Gefühlt sind solche Anfragen oft der Anfang vom Ende einer guten Freundschaft. Weil es sehr schwer ist, sich Bitten von Freunden zu verweigern. Und man dann oft Dinge tut, auf die man eigentlich keine Lust hat – und die man sich oft auch gar nicht leisten kann. Die Anwältin Martina Haas rät Menschen, sich nur im allerengsten Freundeskreis auf spezielle Freundschaftstarife und –dienste einzulassen. Denn wer erst einmal einen Rabatt bekommen hat, der geht auch in Zukunft davon aus, bevorzugt behandelt zu werden. 
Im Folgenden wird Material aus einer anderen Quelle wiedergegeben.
use std::ops::RangeInclusive;

use crate::error::Error;

/// The placeholder replaced by each integer of the range.
pub const PLACEHOLDER: &str = "{i}";

/// Signature candidates produced by substituting every integer of a range into a template.
///
/// The iterator is lazy and finite. Cloning it, or calling [`Candidates::restart`], yields the
/// same sequence again from the start.
#[derive(Debug, Clone)]
pub struct Candidates {
    template: String,
    range: RangeInclusive<u64>,
    remaining: RangeInclusive<u64>,
}

impl Candidates {
    /// The template candidates are generated from.
    pub fn template(&self) -> &str {
        &self.template
    }

    /// The full range of integers substituted into the template.
    pub fn range(&self) -> &RangeInclusive<u64> {
        &self.range
    }

    /// Rewinds to the first candidate.
    pub fn restart(&mut self) {
        self.remaining = self.range.clone();
    }
}

impl Iterator for Candidates {
    type Item = String;

    fn next(&mut self) -> Option<Self::Item> {
        self.remaining.next().map(|i| self.template.replace(PLACEHOLDER, &i.to_string()))
    }

    fn size_hint(&self) -> (usize, Option<usize>) {
        self.remaining.size_hint()
    }
}

/// Creates the candidates `template` yields over `range`, both ends included. Every `{i}` in
/// the template is replaced. A range whose start is after its end is valid and yields nothing.
///
/// ```
/// use loupe_selector::generate_candidates;
///
/// let candidates = generate_candidates("f{i}()", 1..=3).expect("valid template");
/// assert_eq!(candidates.collect::<Vec<_>>(), vec!["f1()", "f2()", "f3()"]);
/// ```
pub fn generate_candidates(
    template: &str,
    range: RangeInclusive<u64>,
) -> Result<Candidates, Error> {
    if template.trim().is_empty() {
        return Err(Error::InvalidTemplate("the template is empty".to_string()));
    }
    if template.chars().any(char::is_whitespace) {
        return Err(Error::InvalidTemplate(format!(
            "'{template}' contains whitespace, which a canonical signature never does"
        )));
    }
    if !template.contains(PLACEHOLDER) {
        return Err(Error::InvalidTemplate(format!(
            "'{template}' has no {PLACEHOLDER} placeholder"
        )));
    }

    Ok(Candidates { template: template.to_string(), range: range.clone(), remaining: range })
}
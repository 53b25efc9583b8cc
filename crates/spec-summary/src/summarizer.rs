//! Summary orchestration

use std::io::{self, Write};

use openapi_doc::{Document, DocumentLoader, PyField};
use tracing::{debug, info};

use crate::config::SummaryConfig;
use crate::error::{SummaryError, SummaryResult};

/// Header of the tournament paths section
pub const TOURNAMENT_HEADER: &str = "--- Tournament Paths ---";

/// Header of the public GET paths section
pub const PUBLIC_GET_HEADER: &str = "--- Public GET Paths ---";

/// Loads a document and prints its summary
#[derive(Debug, Clone, Default)]
pub struct SpecSummarizer {
    config: SummaryConfig,
}

impl SpecSummarizer {
    /// Create a summarizer reading `api_v1_openapi.json` from the working
    /// directory
    pub fn new() -> Self {
        Self::default()
    }

    /// Set the configuration
    pub fn with_config(mut self, config: SummaryConfig) -> Self {
        self.config = config;
        self
    }

    /// Get the configuration
    pub fn config(&self) -> &SummaryConfig {
        &self.config
    }

    /// Print the summary to `out`.
    ///
    /// Document failures (missing file, bad JSON, unexpected shapes) are
    /// printed to `out` as a single line after whatever was already written,
    /// and the call still succeeds. Only a failing `out` is returned as an
    /// error.
    pub fn run<W: Write>(&self, out: &mut W) -> io::Result<()> {
        match self.summarize(out) {
            Ok(()) => Ok(()),
            Err(SummaryError::Document(err)) => {
                debug!("Summary aborted: {}", err);
                writeln!(out, "{}", err)?;
                out.flush()
            }
            Err(SummaryError::Output(err)) => Err(err),
        }
    }

    /// Load the configured document and write its summary
    pub fn summarize<W: Write>(&self, out: &mut W) -> SummaryResult<()> {
        let document = DocumentLoader::load(&self.config.document_path)?;
        self.write_summary(&document, out)
    }

    /// Write the summary of an already-loaded document
    pub fn write_summary<W: Write>(&self, document: &Document, out: &mut W) -> SummaryResult<()> {
        writeln!(out, "OpenAPI Version: {}", PyField(document.openapi()))?;
        self.write_tournament_paths(document, out)?;
        self.write_public_get_paths(document, out)?;
        out.flush()?;
        Ok(())
    }

    /// Paths containing the filter that declare the configured method, with
    /// the operation's security as declared (absent prints `None`)
    fn write_tournament_paths<W: Write>(
        &self,
        document: &Document,
        out: &mut W,
    ) -> SummaryResult<()> {
        writeln!(out)?;
        writeln!(out, "{}", TOURNAMENT_HEADER)?;

        let mut matched = 0usize;
        for entry in document.paths()? {
            if !entry.path().contains(self.config.path_filter.as_str()) {
                continue;
            }
            let Some(operation) = entry.operation(&self.config.method)? else {
                continue;
            };

            let security = operation.security();
            debug!(
                "{} {} declares schemes {:?}",
                self.config.method,
                entry.path(),
                security.scheme_names()
            );
            writeln!(out, "path: {}, security: {}", entry.path(), security)?;
            matched += 1;
        }

        info!(
            "{} paths matching {:?} expose {}",
            matched, self.config.path_filter, self.config.method
        );
        Ok(())
    }

    /// Paths whose configured-method operation has absent or null security
    fn write_public_get_paths<W: Write>(
        &self,
        document: &Document,
        out: &mut W,
    ) -> SummaryResult<()> {
        writeln!(out)?;
        writeln!(out, "{}", PUBLIC_GET_HEADER)?;

        let mut matched = 0usize;
        for entry in document.paths()? {
            let Some(operation) = entry.operation(&self.config.method)? else {
                continue;
            };
            if operation.security().is_public() {
                writeln!(out, "path: {}", entry.path())?;
                matched += 1;
            }
        }

        info!("{} paths expose a public {}", matched, self.config.method);
        Ok(())
    }
}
Gertraude Lenz findet, dass es in solchen Situationen besonders wichtig ist, so klar wie möglich zu kommunizieren: „Sagen Sie Ihren Freunden, dass Sie es sich als Selbständige nicht leisten können, kostenlos zu arbeiten. Und dass Sie es auch nicht wollen. Solange Sie freundlich sind und die Kommunikation offen lassen, werden die Ihre Absage bestimmt akzeptieren.“ Genauso soll man auch mit Freunden umgehen, die einem etwas verkaufen wollen. Offen sein und klar sagen, was stört, ist auch in diesem Fall die richtige Strategie.  

Ich habe Annie vor einigen Tagen gesagt, dass ich ihre Produkt-Mails nicht mehr bekommen will. Weil ich finde, dass unsere Beziehung zu sehr unter der Vermischung von Geschäft und Freundschaft leidet. Begeistert war sie von dieser Nachricht nicht. Aber sie hat versprochen, mich aus ihrem Mailverteiler zu löschen.

Ob unsere Freundschaft das übersteht, wird sich vermutlich erst in einigen Monaten zeigen. Ich hoffe es sehr.